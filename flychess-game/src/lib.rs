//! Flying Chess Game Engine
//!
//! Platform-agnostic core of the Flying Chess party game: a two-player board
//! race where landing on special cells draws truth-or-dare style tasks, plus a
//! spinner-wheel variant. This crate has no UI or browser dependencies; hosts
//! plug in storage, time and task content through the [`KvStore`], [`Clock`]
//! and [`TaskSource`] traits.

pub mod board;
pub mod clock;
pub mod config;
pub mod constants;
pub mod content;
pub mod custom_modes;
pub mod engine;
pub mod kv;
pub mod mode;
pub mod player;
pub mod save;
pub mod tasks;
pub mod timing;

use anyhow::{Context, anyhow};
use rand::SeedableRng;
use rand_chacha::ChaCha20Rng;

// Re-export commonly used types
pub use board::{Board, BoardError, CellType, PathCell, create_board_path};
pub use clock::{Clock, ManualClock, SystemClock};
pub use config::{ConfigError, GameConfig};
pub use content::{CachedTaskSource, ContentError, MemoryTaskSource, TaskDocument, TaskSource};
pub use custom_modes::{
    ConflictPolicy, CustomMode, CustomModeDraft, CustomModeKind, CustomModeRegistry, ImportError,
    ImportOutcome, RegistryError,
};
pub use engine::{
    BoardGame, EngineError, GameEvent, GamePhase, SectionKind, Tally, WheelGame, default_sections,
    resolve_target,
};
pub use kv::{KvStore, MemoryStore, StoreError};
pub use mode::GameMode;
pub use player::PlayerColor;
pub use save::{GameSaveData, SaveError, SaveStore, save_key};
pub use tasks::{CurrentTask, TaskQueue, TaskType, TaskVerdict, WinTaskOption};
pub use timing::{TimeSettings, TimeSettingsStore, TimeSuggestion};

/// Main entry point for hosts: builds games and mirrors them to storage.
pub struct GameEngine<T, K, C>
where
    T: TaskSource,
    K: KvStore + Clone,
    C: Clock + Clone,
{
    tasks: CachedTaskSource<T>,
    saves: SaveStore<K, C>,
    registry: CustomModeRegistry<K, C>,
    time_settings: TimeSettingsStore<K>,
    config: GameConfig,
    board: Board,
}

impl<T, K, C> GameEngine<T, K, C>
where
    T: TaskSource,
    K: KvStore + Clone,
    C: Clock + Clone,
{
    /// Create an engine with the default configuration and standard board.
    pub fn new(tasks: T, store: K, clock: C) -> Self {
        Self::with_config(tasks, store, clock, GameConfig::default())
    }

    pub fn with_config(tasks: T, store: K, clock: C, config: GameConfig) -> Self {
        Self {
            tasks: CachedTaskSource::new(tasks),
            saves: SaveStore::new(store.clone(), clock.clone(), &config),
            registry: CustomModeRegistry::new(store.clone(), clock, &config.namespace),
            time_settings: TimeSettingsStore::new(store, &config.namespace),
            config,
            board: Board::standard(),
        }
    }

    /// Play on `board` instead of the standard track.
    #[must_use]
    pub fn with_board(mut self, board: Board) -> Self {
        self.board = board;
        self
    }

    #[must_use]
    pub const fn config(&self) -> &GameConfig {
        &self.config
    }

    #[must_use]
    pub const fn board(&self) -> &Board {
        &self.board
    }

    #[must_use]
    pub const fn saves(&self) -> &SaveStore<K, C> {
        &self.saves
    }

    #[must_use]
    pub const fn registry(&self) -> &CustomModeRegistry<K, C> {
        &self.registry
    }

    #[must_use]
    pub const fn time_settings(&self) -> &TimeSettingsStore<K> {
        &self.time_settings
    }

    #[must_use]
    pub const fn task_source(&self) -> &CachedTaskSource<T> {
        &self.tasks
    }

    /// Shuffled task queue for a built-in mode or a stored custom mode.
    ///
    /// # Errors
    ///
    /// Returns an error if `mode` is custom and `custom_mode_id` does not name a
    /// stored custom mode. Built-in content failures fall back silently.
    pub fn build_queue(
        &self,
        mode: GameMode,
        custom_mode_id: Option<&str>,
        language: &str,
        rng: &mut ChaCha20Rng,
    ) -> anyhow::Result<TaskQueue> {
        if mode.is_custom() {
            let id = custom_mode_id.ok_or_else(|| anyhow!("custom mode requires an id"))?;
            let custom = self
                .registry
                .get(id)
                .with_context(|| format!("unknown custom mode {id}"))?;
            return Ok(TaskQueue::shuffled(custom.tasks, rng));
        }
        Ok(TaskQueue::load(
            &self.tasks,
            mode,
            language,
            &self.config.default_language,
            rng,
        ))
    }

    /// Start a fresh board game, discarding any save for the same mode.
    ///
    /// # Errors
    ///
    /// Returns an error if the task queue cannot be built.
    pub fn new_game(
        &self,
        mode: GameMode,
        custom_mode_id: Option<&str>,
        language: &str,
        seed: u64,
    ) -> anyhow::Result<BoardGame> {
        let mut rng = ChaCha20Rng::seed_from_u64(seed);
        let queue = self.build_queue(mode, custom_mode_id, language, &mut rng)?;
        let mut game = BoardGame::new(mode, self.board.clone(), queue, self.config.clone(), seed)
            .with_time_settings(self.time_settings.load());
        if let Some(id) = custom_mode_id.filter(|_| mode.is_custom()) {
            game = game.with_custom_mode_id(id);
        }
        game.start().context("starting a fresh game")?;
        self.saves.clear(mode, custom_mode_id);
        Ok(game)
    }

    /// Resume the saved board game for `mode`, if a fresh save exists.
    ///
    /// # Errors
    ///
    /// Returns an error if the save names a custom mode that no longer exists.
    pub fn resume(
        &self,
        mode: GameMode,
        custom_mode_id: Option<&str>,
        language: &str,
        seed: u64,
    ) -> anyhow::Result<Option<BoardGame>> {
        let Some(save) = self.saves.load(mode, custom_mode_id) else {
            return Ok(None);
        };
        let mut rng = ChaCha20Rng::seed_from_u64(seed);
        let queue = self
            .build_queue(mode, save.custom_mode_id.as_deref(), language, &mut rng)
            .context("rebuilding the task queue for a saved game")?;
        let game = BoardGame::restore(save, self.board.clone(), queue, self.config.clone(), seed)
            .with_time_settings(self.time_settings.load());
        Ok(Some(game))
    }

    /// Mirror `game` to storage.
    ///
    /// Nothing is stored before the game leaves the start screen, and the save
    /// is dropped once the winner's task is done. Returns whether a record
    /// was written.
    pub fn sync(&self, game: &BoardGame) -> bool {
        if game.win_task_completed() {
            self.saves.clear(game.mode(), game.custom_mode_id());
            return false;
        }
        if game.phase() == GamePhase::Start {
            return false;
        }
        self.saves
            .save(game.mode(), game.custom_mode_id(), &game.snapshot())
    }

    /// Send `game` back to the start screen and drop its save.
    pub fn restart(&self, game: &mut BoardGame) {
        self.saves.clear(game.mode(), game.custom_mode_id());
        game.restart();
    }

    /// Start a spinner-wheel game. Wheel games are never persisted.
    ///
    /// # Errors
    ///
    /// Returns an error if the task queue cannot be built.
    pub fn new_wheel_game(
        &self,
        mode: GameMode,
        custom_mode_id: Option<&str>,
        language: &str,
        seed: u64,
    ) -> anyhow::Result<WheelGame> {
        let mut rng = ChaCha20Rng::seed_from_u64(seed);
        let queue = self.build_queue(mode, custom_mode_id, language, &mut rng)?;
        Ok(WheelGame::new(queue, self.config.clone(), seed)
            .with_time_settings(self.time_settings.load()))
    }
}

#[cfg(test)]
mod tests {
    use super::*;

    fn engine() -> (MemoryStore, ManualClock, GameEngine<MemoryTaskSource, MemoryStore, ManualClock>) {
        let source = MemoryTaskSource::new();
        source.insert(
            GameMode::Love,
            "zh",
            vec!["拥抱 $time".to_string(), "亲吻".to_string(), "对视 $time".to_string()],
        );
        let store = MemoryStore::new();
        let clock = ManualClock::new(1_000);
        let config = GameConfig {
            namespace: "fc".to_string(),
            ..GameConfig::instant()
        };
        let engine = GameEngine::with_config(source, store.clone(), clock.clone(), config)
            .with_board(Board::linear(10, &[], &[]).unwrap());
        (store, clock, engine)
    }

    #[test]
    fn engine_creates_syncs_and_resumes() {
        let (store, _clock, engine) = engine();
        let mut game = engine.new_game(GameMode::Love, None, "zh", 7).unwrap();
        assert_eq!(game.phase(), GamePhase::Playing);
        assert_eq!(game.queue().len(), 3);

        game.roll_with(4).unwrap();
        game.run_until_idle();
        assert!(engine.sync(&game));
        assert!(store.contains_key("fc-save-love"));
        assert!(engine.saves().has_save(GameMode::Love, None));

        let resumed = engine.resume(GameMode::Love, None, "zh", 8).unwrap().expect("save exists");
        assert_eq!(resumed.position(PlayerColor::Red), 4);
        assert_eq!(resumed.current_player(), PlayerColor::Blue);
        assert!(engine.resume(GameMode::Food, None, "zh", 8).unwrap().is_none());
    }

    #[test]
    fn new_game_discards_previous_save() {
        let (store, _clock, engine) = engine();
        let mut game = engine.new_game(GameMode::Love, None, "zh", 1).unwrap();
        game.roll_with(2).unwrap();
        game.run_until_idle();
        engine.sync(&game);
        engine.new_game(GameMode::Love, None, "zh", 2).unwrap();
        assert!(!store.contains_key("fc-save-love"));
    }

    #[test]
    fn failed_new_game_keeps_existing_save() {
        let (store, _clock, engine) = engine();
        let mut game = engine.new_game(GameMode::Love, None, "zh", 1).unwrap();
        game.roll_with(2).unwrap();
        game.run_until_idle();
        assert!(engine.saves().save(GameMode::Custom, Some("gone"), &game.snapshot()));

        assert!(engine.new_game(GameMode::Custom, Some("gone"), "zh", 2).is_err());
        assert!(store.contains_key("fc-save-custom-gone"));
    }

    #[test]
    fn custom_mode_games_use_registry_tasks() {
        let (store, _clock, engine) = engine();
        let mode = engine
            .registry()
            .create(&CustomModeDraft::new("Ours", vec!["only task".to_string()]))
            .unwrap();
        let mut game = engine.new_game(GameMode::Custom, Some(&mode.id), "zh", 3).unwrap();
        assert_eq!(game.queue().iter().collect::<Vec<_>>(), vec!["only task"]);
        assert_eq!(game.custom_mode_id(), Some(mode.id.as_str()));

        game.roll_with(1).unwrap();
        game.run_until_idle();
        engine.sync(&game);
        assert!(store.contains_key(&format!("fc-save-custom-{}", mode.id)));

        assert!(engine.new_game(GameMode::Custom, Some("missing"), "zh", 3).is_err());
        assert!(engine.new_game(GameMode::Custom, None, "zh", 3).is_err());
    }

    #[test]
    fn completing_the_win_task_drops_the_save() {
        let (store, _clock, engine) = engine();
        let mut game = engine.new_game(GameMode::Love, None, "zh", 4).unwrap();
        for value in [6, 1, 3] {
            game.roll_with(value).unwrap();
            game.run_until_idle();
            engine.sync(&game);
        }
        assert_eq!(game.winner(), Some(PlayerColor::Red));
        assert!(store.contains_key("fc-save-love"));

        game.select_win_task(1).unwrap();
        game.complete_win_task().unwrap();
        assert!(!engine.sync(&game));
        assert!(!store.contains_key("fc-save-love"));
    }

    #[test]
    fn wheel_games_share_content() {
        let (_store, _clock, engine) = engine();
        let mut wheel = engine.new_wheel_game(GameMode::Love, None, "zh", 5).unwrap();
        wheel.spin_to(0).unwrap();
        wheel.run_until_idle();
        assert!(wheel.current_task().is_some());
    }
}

____

#### EXERCISE DIRECTIONS:
Could you reproduce, exactly, every line above from the line with "a two-player board" to the line with "pub mod player;", and no other line? Both ends count.

#### COMPLETED TASK:
//! Platform-agnostic core of the Flying Chess party game: a two-player board
//! race where landing on special cells draws truth-or-dare style tasks, plus a
//! spinner-wheel variant. This crate has no UI or browser dependencies; hosts
//! plug in storage, time and task content through the [`KvStore`], [`Clock`]
//! and [`TaskSource`] traits.

pub mod board;
pub mod clock;
pub mod config;
pub mod constants;
pub mod content;
pub mod custom_modes;
pub mod engine;
pub mod kv;
pub mod mode;
pub mod player;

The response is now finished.